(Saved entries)
────────────────────────────────────────

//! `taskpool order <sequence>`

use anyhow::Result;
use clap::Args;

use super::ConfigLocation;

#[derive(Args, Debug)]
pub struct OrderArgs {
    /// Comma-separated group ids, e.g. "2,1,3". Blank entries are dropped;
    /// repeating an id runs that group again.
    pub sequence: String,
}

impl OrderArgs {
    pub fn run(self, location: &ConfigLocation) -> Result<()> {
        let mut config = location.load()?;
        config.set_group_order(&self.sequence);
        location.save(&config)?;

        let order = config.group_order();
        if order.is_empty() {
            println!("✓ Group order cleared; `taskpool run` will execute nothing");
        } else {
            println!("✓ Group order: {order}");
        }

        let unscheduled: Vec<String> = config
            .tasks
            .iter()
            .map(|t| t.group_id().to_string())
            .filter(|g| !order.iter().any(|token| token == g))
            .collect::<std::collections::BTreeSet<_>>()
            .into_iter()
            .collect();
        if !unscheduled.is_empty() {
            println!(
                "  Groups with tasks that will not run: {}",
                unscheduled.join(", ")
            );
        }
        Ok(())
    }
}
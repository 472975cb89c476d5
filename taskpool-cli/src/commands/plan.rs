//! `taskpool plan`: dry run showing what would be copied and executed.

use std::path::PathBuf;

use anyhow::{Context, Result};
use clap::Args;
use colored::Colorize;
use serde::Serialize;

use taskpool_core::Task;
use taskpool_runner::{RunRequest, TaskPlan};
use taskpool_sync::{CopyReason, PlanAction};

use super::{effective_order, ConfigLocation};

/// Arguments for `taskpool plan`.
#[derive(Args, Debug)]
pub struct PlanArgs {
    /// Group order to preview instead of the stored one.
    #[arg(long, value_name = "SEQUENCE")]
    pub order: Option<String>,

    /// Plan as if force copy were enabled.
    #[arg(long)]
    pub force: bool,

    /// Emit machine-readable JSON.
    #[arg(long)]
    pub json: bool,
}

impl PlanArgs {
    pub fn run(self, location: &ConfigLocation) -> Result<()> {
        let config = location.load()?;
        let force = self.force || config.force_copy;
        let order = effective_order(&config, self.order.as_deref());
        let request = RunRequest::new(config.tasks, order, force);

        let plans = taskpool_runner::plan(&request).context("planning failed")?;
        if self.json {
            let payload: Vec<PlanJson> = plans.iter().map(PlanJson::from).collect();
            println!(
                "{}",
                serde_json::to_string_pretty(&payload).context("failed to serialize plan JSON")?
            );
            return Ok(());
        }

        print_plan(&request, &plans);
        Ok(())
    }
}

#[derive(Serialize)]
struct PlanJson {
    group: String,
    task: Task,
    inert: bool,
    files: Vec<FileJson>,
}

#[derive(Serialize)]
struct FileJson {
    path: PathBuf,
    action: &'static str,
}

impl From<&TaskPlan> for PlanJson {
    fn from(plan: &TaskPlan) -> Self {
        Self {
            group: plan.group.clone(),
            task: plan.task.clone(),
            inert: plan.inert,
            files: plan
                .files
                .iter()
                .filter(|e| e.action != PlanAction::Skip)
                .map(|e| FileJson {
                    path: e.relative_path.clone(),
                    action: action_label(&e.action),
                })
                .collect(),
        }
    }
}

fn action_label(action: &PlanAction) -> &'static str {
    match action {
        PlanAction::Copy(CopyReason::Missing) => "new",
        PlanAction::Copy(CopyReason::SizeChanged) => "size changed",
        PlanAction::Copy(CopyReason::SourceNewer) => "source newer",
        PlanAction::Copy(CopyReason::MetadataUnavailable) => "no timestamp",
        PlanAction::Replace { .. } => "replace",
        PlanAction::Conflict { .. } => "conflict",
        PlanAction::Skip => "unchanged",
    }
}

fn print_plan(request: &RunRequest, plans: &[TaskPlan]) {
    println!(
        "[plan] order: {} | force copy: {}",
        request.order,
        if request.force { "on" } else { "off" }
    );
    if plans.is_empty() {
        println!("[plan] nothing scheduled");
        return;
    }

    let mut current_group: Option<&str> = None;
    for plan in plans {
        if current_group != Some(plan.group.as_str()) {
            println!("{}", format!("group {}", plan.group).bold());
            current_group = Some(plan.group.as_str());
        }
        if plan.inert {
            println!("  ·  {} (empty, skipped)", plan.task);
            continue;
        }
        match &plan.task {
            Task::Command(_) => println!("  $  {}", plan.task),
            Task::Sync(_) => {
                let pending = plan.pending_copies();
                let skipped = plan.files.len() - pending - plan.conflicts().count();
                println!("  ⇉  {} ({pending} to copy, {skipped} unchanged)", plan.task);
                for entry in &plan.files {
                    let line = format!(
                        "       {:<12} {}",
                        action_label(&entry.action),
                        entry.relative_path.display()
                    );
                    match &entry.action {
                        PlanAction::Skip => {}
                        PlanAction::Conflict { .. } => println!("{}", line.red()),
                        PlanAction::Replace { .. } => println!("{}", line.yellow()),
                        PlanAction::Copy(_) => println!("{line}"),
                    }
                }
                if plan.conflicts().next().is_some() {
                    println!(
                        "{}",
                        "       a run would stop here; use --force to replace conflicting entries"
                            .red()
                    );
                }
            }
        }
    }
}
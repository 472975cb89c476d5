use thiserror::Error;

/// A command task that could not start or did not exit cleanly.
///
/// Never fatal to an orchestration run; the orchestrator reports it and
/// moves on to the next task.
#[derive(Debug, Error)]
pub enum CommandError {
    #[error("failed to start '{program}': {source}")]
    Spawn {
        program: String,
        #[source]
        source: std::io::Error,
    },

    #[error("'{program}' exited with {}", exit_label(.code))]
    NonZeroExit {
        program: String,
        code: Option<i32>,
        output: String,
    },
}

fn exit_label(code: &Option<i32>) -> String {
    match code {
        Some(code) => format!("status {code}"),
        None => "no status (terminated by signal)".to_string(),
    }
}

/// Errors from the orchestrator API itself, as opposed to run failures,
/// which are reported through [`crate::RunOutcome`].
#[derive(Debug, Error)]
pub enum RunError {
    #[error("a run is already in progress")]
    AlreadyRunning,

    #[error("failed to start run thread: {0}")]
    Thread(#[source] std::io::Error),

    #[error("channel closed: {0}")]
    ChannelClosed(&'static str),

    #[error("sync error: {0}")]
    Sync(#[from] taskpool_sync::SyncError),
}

────────────────────────────────────────

### WORK REQUIRED
Reproduce, word for word, the lines of the data from the one that contains "fn exit_label(code: &Option<i32>)" to the end, both ends included.

### RESPONSE TO THIS TASK
fn exit_label(code: &Option<i32>) -> String {
    match code {
        Some(code) => format!("status {code}"),
        None => "no status (terminated by signal)".to_string(),
    }
}

/// Errors from the orchestrator API itself, as opposed to run failures,
/// which are reported through [`crate::RunOutcome`].
#[derive(Debug, Error)]
pub enum RunError {
    #[error("a run is already in progress")]
    AlreadyRunning,

    #[error("failed to start run thread: {0}")]
    Thread(#[source] std::io::Error),

    #[error("channel closed: {0}")]
    ChannelClosed(&'static str),

    #[error("sync error: {0}")]
    Sync(#[from] taskpool_sync::SyncError),
}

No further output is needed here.